C’est plutôt une bonne nouvelle pour le commerce extérieur français : le nombre d’exportateurs a augmenté pour s’établir à 136 400 au quatrième trimestre 2021, soit une hausse de 5,1 % en un an, selon les statistiques récemment publiées par la Direction générale des douanes & droits indirects (DGDDI). Même s’il faut se garder de toute interprétation hâtive.
La DGDDI met d’entrée en garde le lecteur : « les nombres particulièrement importants d’exportateurs constatés depuis le début de l’année 2021 sont à considérer avec précaution, souligne-t-elle en couverture de sa note statistique. En effet, leur hausse sur un an serait en partie due à des évolutions techniques, sans lien avec la conjoncture économique ».
Contacté par le Moci, Boris Guannel, adjoint au chef du département des statistiques et des études du commerce extérieur à la DGDDI, n’en dit pas plus sur les « évolutions techniques » en question : des études complémentaires sont en cours, notamment pour croiser des données d’autres administrations, afin de trouver la ou les explication(s) à « l’ampleur de cette hausse ».
6 800 exportateurs supplémentaires
Avec 6 800 exportateurs supplémentaires comptabilisés au quatrième trimestre 2021, l’augmentation en nombre est en effet inédite. Dans le détail, sur l’année 2021, les douanes ont comptabilisé 37 900 nouveaux exportateurs (soit + 7500 « entrants ») pour 31 200 qui ont cessé d’exporter (soit + 1300 « sortants »).
Les trois principaux secteurs concernés par cette hausse des « entrants » en nombre sont l’agroalimentaire (+2 710), les produits manufacturés (+1 040) et les plastiques et caoutchouc (+ 960). Et ceux les plus touchés en termes de « sortants » sont les produits pharmaceutiques (-300), le textile-habillement-cuir (- 280) et les appareils de mesure/horlogerie (- 260).
Répartition des exportateurs par secteurs
Commerce : 65 000
Industrie : 31 300
Services : 22 800
Agriculture : 14 900
Construction : 9 00
Activité principale inconnue : 7 00.
L’an dernier, le Brexit et la volonté d’un certain nombre d’opérateurs de faire leur déclaration en France pour continuer à exporter dans l’Union européenne sans entrave avait été évoqué comme explication, mais ce serait un facteur parmi d’autres. « Les causes sont multi facteurs » confie encore l’analyste des douanes.
Reste que les caractéristiques structurelles de cet appareil exportateur demeurent.
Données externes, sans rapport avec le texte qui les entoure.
//! Error taxonomy for the engine.
//!
//! Two families surface to callers: configuration errors (bad frame rate,
//! malformed style, out-of-range force factor) and referential errors (an
//! edge naming a node the graph does not contain). Both are rejected
//! synchronously at the call that introduces them. Numeric degeneracies
//! inside a tick (zero-length edges) are recovered locally by skipping the
//! affected force term and never become errors.

use thiserror::Error;

use crate::graph::NodeId;

/// Errors surfaced by graph construction and configuration.
#[derive(Debug, Clone, PartialEq, Error)]
pub enum GraphError {
    /// The frame rate would make per-tick step sizes divide by zero or
    /// produce non-finite values.
    #[error("frame rate must be a positive, finite number of ticks per second, got {value}")]
    InvalidFrameRate { value: f64 },

    /// A style option failed validation.
    #[error("invalid style: {reason}")]
    InvalidStyle { reason: String },

    /// A physics force factor is outside the per-tick interpolation range.
    #[error("force factor {name} must lie in (0, 1], got {value}")]
    InvalidForceFactor { name: &'static str, value: f64 },

    /// An operation referenced a node id the graph does not contain.
    #[error("{0} is not part of this graph")]
    UnknownNode(NodeId),

    /// A graph description's edge referenced a node index beyond the
    /// description's node list.
    #[error("edge references node index {index}, but the description defines {count} nodes")]
    EdgeIndexOutOfRange { index: usize, count: usize },
}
Les 1000 premiers concentrent 70 % des montants exportés
Première caractéristique, sa concentration aux mains d’un petit nombre de très grandes entreprises : les 100 premiers opérateurs concentrent 38 % du total des exportations, les 1000 premiers 70 %, des proportions stables par rapport à 2020. Pour ces poids lourds de l’export, la moyenne exportée est de 350 millions d’euros (M EUR).
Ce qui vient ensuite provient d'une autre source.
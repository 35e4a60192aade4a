//! The stretch-physics force model.
//!
//! Three forces move nodes, all first-order relaxation steps (direct
//! position deltas, no velocity or mass):
//! - Cursor force: attraction toward the pointer, weak within the hover
//!   physics range, strong while a pinned node is dragged
//! - Origin force: every node relaxes back toward its rest position
//! - Edge stretch force: endpoints of a stretched or compressed edge move
//!   symmetrically toward their rest length
//!
//! Because each factor is a fraction of the remaining distance applied per
//! tick, the system is unconditionally stable at any frame rate: positions
//! decay geometrically toward their targets and never oscillate.

use serde::{Deserialize, Serialize};

use crate::error::GraphError;
use crate::graph::Node;
use crate::input::Cursor;
use crate::style::Style;

/// Per-tick force factors, each a fraction in (0, 1].
#[derive(Debug, Clone, Copy, PartialEq, Serialize, Deserialize)]
#[serde(default, rename_all = "camelCase")]
pub struct StretchPhysics {
    /// Weak attraction toward the cursor within the hover physics range.
    pub hover_force: f64,
    /// Pull back toward each node's origin.
    pub origin_force: f64,
    /// Restoring pull between edge endpoints, scaled by relative stretch.
    pub edge_stretch_force: f64,
    /// Strong cursor pull on pinned nodes while the button is held.
    pub drag_force: f64,
}

impl Default for StretchPhysics {
    fn default() -> Self {
        Self {
            hover_force: 0.02,
            origin_force: 0.1,
            edge_stretch_force: 0.2,
            drag_force: 0.4,
        }
    }
}

impl StretchPhysics {
    /// Reject factors outside (0, 1] or non-finite.
    ///
    /// A factor above 1 overshoots its target and diverges tick over tick;
    /// zero or below never moves anything toward it.
    pub fn validate(&self) -> Result<(), GraphError> {
        let factors = [
            ("hoverForce", self.hover_force),
            ("originForce", self.origin_force),
            ("edgeStretchForce", self.edge_stretch_force),
            ("dragForce", self.drag_force),
        ];
        for (name, value) in factors {
            if !value.is_finite() || value <= 0.0 || value > 1.0 {
                return Err(GraphError::InvalidForceFactor { name, value });
            }
        }
        Ok(())
    }

    /// Pull a node toward the cursor and maintain its pinned flag.
    ///
    /// No-op while the pointer is absent. With the button up, the pinned
    /// flag is reassigned from the hover distance every tick; it decides
    /// which nodes the *next* button-down will drag. With the button down,
    /// pinned nodes follow the cursor at `drag_force` and everything else
    /// within the hover physics range feels the weak pull.
    pub fn apply_cursor_force(
        &self,
        node: &mut Node,
        cursor: &Cursor,
        distance: f64,
        style: &Style,
    ) {
        if !cursor.is_present() {
            return;
        }

        let delta = cursor.position() - node.position();
        if cursor.is_button_down() {
            if node.is_pinned() {
                node.translate(delta * self.drag_force);
            } else if distance < style.node_hover_physics_distance {
                node.translate(delta * self.hover_force);
            }
        } else {
            node.set_pinned(distance < style.node_hover_distance);
            if distance < style.node_hover_physics_distance {
                node.translate(delta * self.hover_force);
            }
        }
    }

    /// Relax a node toward its origin by `origin_force` of the remaining
    /// offset.
    pub fn apply_origin_force(&self, node: &mut Node) {
        let pull = (node.origin() - node.position()) * self.origin_force;
        node.translate(pull);
    }

    /// Move both endpoints of an edge toward its rest length.
    ///
    /// The deltas are equal and opposite, so the pair's midpoint is
    /// conserved. A zero-length edge produces no force this tick (the
    /// direction is undefined and the division would not be finite).
    pub fn apply_edge_stretch_force(&self, n1: &mut Node, n2: &mut Node, rest_length: f64) {
        let length = n1.position().distance_to(n2.position());
        if length == 0.0 {
            return;
        }

        let stretch = length - rest_length;
        let force = (n1.position() - n2.position()) * (self.edge_stretch_force * stretch / length);
        n2.translate(force);
        n1.translate(-force);
    }
}

#[cfg(test)]
mod tests {
    use super::*;
    use crate::geom::Vec2;
    use crate::graph::NodeId;
    use crate::input::PointerEvent;

    fn node_at(x: f64, y: f64) -> Node {
        Node::new(NodeId::new(0), Vec2::new(x, y), 5.0)
    }

    fn cursor_at(x: f64, y: f64, button_down: bool) -> Cursor {
        let mut cursor = Cursor::new();
        cursor.apply(PointerEvent::Entered);
        cursor.apply(PointerEvent::Moved { x, y });
        if button_down {
            cursor.apply(PointerEvent::ButtonDown);
        }
        cursor
    }

    fn distance(node: &Node, cursor: &Cursor) -> f64 {
        node.position().distance_to(cursor.position())
    }

    #[test]
    fn test_default_factors() {
        let physics = StretchPhysics::default();
        assert_eq!(physics.hover_force, 0.02);
        assert_eq!(physics.origin_force, 0.1);
        assert_eq!(physics.edge_stretch_force, 0.2);
        assert_eq!(physics.drag_force, 0.4);
        assert!(physics.validate().is_ok());
    }

    #[test]
    fn test_validate_rejects_out_of_range() {
        let zero = StretchPhysics {
            hover_force: 0.0,
            ..Default::default()
        };
        assert_eq!(
            zero.validate(),
            Err(GraphError::InvalidForceFactor {
                name: "hoverForce",
                value: 0.0
            })
        );

        let above_one = StretchPhysics {
            drag_force: 1.5,
            ..Default::default()
        };
        assert!(above_one.validate().is_err());

        let negative = StretchPhysics {
            origin_force: -0.1,
            ..Default::default()
        };
        assert!(negative.validate().is_err());

        let nan = StretchPhysics {
            edge_stretch_force: f64::NAN,
            ..Default::default()
        };
        assert!(nan.validate().is_err());
    }

    #[test]
    fn test_cursor_force_noop_when_absent() {
        let physics = StretchPhysics::default();
        let style = Style::default();
        let mut node = node_at(0.0, 0.0);
        let cursor = Cursor::new();

        physics.apply_cursor_force(&mut node, &cursor, 10.0, &style);
        assert_eq!(node.position(), Vec2::ZERO);
        assert!(!node.is_pinned());
    }

    #[test]
    fn test_button_up_assigns_pin_by_hover_distance() {
        let physics = StretchPhysics::default();
        let style = Style::default();

        let mut near = node_at(0.0, 0.0);
        let cursor = cursor_at(30.0, 0.0, false);
        let d = distance(&near, &cursor);
        physics.apply_cursor_force(&mut near, &cursor, d, &style);
        assert!(near.is_pinned());

        let mut far = node_at(0.0, 0.0);
        let cursor = cursor_at(60.0, 0.0, false);
        let d = distance(&far, &cursor);
        physics.apply_cursor_force(&mut far, &cursor, d, &style);
        assert!(!far.is_pinned());
    }

    #[test]
    fn test_button_up_weak_pull_within_physics_range() {
        let physics = StretchPhysics::default();
        let style = Style::default();
        let mut node = node_at(0.0, 0.0);
        let cursor = cursor_at(80.0, 0.0, false);

        let d = distance(&node, &cursor);
        physics.apply_cursor_force(&mut node, &cursor, d, &style);
        // delta * hover_force = 80 * 0.02
        assert_eq!(node.position(), Vec2::new(1.6, 0.0));
    }

    #[test]
    fn test_no_pull_beyond_physics_range() {
        let physics = StretchPhysics::default();
        let style = Style::default();
        let mut node = node_at(0.0, 0.0);
        let cursor = cursor_at(150.0, 0.0, false);

        let d = distance(&node, &cursor);
        physics.apply_cursor_force(&mut node, &cursor, d, &style);
        assert_eq!(node.position(), Vec2::ZERO);
        assert!(!node.is_pinned());
    }

    #[test]
    fn test_button_down_drags_pinned_node() {
        let physics = StretchPhysics::default();
        let style = Style::default();
        let mut node = node_at(0.0, 0.0);
        node.set_pinned(true);
        let cursor = cursor_at(10.0, 20.0, true);

        let d = distance(&node, &cursor);
        physics.apply_cursor_force(&mut node, &cursor, d, &style);
        // delta * drag_force = (10, 20) * 0.4
        assert_eq!(node.position(), Vec2::new(4.0, 8.0));
        // Dragging does not reassign the pin.
        assert!(node.is_pinned());
    }

    #[test]
    fn test_button_down_weak_pull_on_unpinned_node() {
        let physics = StretchPhysics::default();
        let style = Style::default();
        let mut node = node_at(0.0, 0.0);
        let cursor = cursor_at(50.0, 0.0, true);

        let d = distance(&node, &cursor);
        physics.apply_cursor_force(&mut node, &cursor, d, &style);
        assert_eq!(node.position(), Vec2::new(1.0, 0.0));
        assert!(!node.is_pinned());
    }

    #[test]
    fn test_button_down_ignores_unpinned_node_beyond_physics_range() {
        let physics = StretchPhysics::default();
        let style = Style::default();
        let mut node = node_at(0.0, 0.0);
        let cursor = cursor_at(200.0, 0.0, true);

        let d = distance(&node, &cursor);
        physics.apply_cursor_force(&mut node, &cursor, d, &style);
        assert_eq!(node.position(), Vec2::ZERO);
    }

    #[test]
    fn test_origin_force_single_step() {
        let physics = StretchPhysics::default();
        let mut node = node_at(0.0, 0.0);
        node.set_position(Vec2::new(100.0, 0.0));

        physics.apply_origin_force(&mut node);
        // One step removes origin_force of the offset.
        assert_eq!(node.position(), Vec2::new(90.0, 0.0));
    }

    #[test]
    fn test_origin_force_converges_geometrically() {
        let physics = StretchPhysics::default();
        let mut node = node_at(0.0, 0.0);
        node.set_position(Vec2::new(100.0, -40.0));

        for _ in 0..200 {
            physics.apply_origin_force(&mut node);
        }

        let remaining = node.position().distance_to(node.origin());
        assert!(remaining < 1e-6, "still {remaining} away after 200 ticks");
        assert!(node.position().is_finite());
    }

    #[test]
    fn test_edge_stretch_symmetry() {
        let physics = StretchPhysics::default();
        let mut n1 = node_at(0.0, 0.0);
        let mut n2 = node_at(0.0, 0.0);
        n2.set_position(Vec2::new(30.0, 0.0));
        let before_1 = n1.position();
        let before_2 = n2.position();

        physics.apply_edge_stretch_force(&mut n1, &mut n2, 10.0);

        let delta_1 = n1.position() - before_1;
        let delta_2 = n2.position() - before_2;
        assert_eq!(delta_1, -delta_2);

        // Midpoint is conserved exactly.
        let midpoint = (n1.position() + n2.position()) * 0.5;
        assert_eq!(midpoint, (before_1 + before_2) * 0.5);
    }

    #[test]
    fn test_stretched_edge_contracts() {
        let physics = StretchPhysics::default();
        let mut n1 = node_at(0.0, 0.0);
        let mut n2 = node_at(0.0, 0.0);
        n2.set_position(Vec2::new(30.0, 0.0));

        physics.apply_edge_stretch_force(&mut n1, &mut n2, 10.0);
        // length 30, stretch 20: force = (-30, 0) * (0.2 * 20 / 30) = (-4, 0)
        assert_eq!(n2.position(), Vec2::new(26.0, 0.0));
        assert_eq!(n1.position(), Vec2::new(4.0, 0.0));
    }

    #[test]
    fn test_compressed_edge_expands() {
        let physics = StretchPhysics::default();
        let mut n1 = node_at(0.0, 0.0);
        let mut n2 = node_at(0.0, 0.0);
        n2.set_position(Vec2::new(5.0, 0.0));

        physics.apply_edge_stretch_force(&mut n1, &mut n2, 10.0);
        // length 5, stretch -5: force = (-5, 0) * (0.2 * -5 / 5) = (1, 0)
        assert_eq!(n2.position(), Vec2::new(6.0, 0.0));
        assert_eq!(n1.position(), Vec2::new(-1.0, 0.0));
    }

    #[test]
    fn test_zero_length_edge_is_skipped() {
        let physics = StretchPhysics::default();
        let mut n1 = node_at(10.0, 10.0);
        let mut n2 = node_at(10.0, 10.0);

        physics.apply_edge_stretch_force(&mut n1, &mut n2, 10.0);

        assert_eq!(n1.position(), Vec2::new(10.0, 10.0));
        assert_eq!(n2.position(), Vec2::new(10.0, 10.0));
        assert!(n1.position().is_finite());
        assert!(n2.position().is_finite());
    }

    #[test]
    fn test_factors_decode_camel_case() {
        let physics: StretchPhysics =
            serde_json::from_str(r#"{"hoverForce": 0.05, "dragForce": 0.5}"#).unwrap();

        assert_eq!(physics.hover_force, 0.05);
        assert_eq!(physics.drag_force, 0.5);
        // Unnamed factors fall back to the defaults.
        assert_eq!(physics.origin_force, 0.1);
        assert_eq!(physics.edge_stretch_force, 0.2);
    }
}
A l’opposé, 93 % du nombre d’exportateurs réalisent 5 % des exportations pour un montant moyen annuel de 207 000 EUR.
Deuxième caractéristique, les PME de moins de 20 salariés dominent en nombre : elles constituent 95 % des entreprises exportatrices (109 300 exactement). Les PME de 20 à 250 salariés sont 23 600 et les plus de 250 salariés 3 300. Les ETI (de 250 à 5000 salariés) représentent 4 % de l’effectif et les grandes entreprises 0,5 %. Mais le phénomène de concentration en valeur se vérifie encore : les PME/TPE génèrent 13 % des exportations, contre 35 % pour les ETI et 52 % pour les grandes entreprises.
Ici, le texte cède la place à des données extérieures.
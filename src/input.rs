//! Pointer state tracking.
//!
//! The engine never talks to pointer hardware. Host glue translates raw
//! mouse/touch activity into `PointerEvent` values and delivers them on the
//! same single-threaded queue that runs ticks, so every tick observes a
//! fully updated `Cursor` and never a torn one. The cursor is written only
//! here; physics and animation code read it.

use crate::geom::Vec2;

/// One pointer event in surface-local coordinates.
#[derive(Debug, Clone, Copy, PartialEq)]
pub enum PointerEvent {
    /// The pointer moved to a new position.
    Moved { x: f64, y: f64 },
    /// The pointer entered the interactive surface.
    Entered,
    /// The pointer left the surface. Also releases the button: a drag
    /// cannot survive leaving.
    Left,
    /// The primary button was pressed.
    ButtonDown,
    /// The primary button was released.
    ButtonUp,
}

/// Latest known pointer state.
#[derive(Debug, Clone, Copy, Default)]
pub struct Cursor {
    position: Vec2,
    present: bool,
    button_down: bool,
}

impl Cursor {
    /// Cursor at the surface origin, absent, button up.
    pub fn new() -> Self {
        Self::default()
    }

    /// Last reported pointer position.
    #[inline]
    pub fn position(&self) -> Vec2 {
        self.position
    }

    /// Whether the pointer is over the interactive surface.
    #[inline]
    pub fn is_present(&self) -> bool {
        self.present
    }

    /// Whether the primary button is held.
    #[inline]
    pub fn is_button_down(&self) -> bool {
        self.button_down
    }

    /// Fold one event into the state.
    pub fn apply(&mut self, event: PointerEvent) {
        match event {
            PointerEvent::Moved { x, y } => self.position = Vec2::new(x, y),
            PointerEvent::Entered => self.present = true,
            PointerEvent::Left => {
                self.present = false;
                self.button_down = false;
            }
            PointerEvent::ButtonDown => self.button_down = true,
            PointerEvent::ButtonUp => self.button_down = false,
        }
    }
}

#[cfg(test)]
mod tests {
    use super::*;

    #[test]
    fn test_initial_state() {
        let cursor = Cursor::new();
        assert_eq!(cursor.position(), Vec2::ZERO);
        assert!(!cursor.is_present());
        assert!(!cursor.is_button_down());
    }

    #[test]
    fn test_move_updates_position() {
        let mut cursor = Cursor::new();
        cursor.apply(PointerEvent::Moved { x: 12.5, y: -3.0 });
        assert_eq!(cursor.position(), Vec2::new(12.5, -3.0));
    }

    #[test]
    fn test_enter_and_leave() {
        let mut cursor = Cursor::new();
        cursor.apply(PointerEvent::Entered);
        assert!(cursor.is_present());

        cursor.apply(PointerEvent::Left);
        assert!(!cursor.is_present());
    }

    #[test]
    fn test_leave_releases_button() {
        let mut cursor = Cursor::new();
        cursor.apply(PointerEvent::Entered);
        cursor.apply(PointerEvent::ButtonDown);
        assert!(cursor.is_button_down());

        cursor.apply(PointerEvent::Left);
        assert!(!cursor.is_button_down());
    }

    #[test]
    fn test_button_toggling() {
        let mut cursor = Cursor::new();
        cursor.apply(PointerEvent::ButtonDown);
        assert!(cursor.is_button_down());

        cursor.apply(PointerEvent::ButtonUp);
        assert!(!cursor.is_button_down());
    }
}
Davantage d’exportateurs sur l’Union européenne
En 2021, dans le contexte de la reprise économique mondiale, la progression des exportations en valeur des grandes entreprises a atteint + 17,9 %, celle des ETI +16,4 % et celle des PME/TPE + 14,3 %.
Troisième caractéristique : le poids des filiales étrangères, qui est stable par rapport à 2020. Les entreprises sous contrôle étranger ont représenté 45 % des grandes entreprises (et 36 % des exportations dans cette catégorie) et 37 % des ETI (52 % de leurs exportations). Elles sont en proportion moins nombreuses pour les PME/TPE, représentant 13 % en nombre et 25 % des montants exportés.
A noter également que dans cette période post-Covid, où les restrictions sanitaires ont continué à toucher certaines zones géographiques, il semble que nombre d’exportateurs se soient tournés vers les marchés européens : 5 300 supplémentaires ont ainsi exporté vers l’Union européenne. A l’inverse, près de 7 000 ont manqué à l’appel vers les pays tiers en 2021 : la perte va de – 1 100 vers l’Afrique à – 2 100 vers l’Asie.
L’évolution sur 2022 sera intéressante à suivre, compte tenu du contexte géopolitique nouveau créé par la guerre en Ukraine.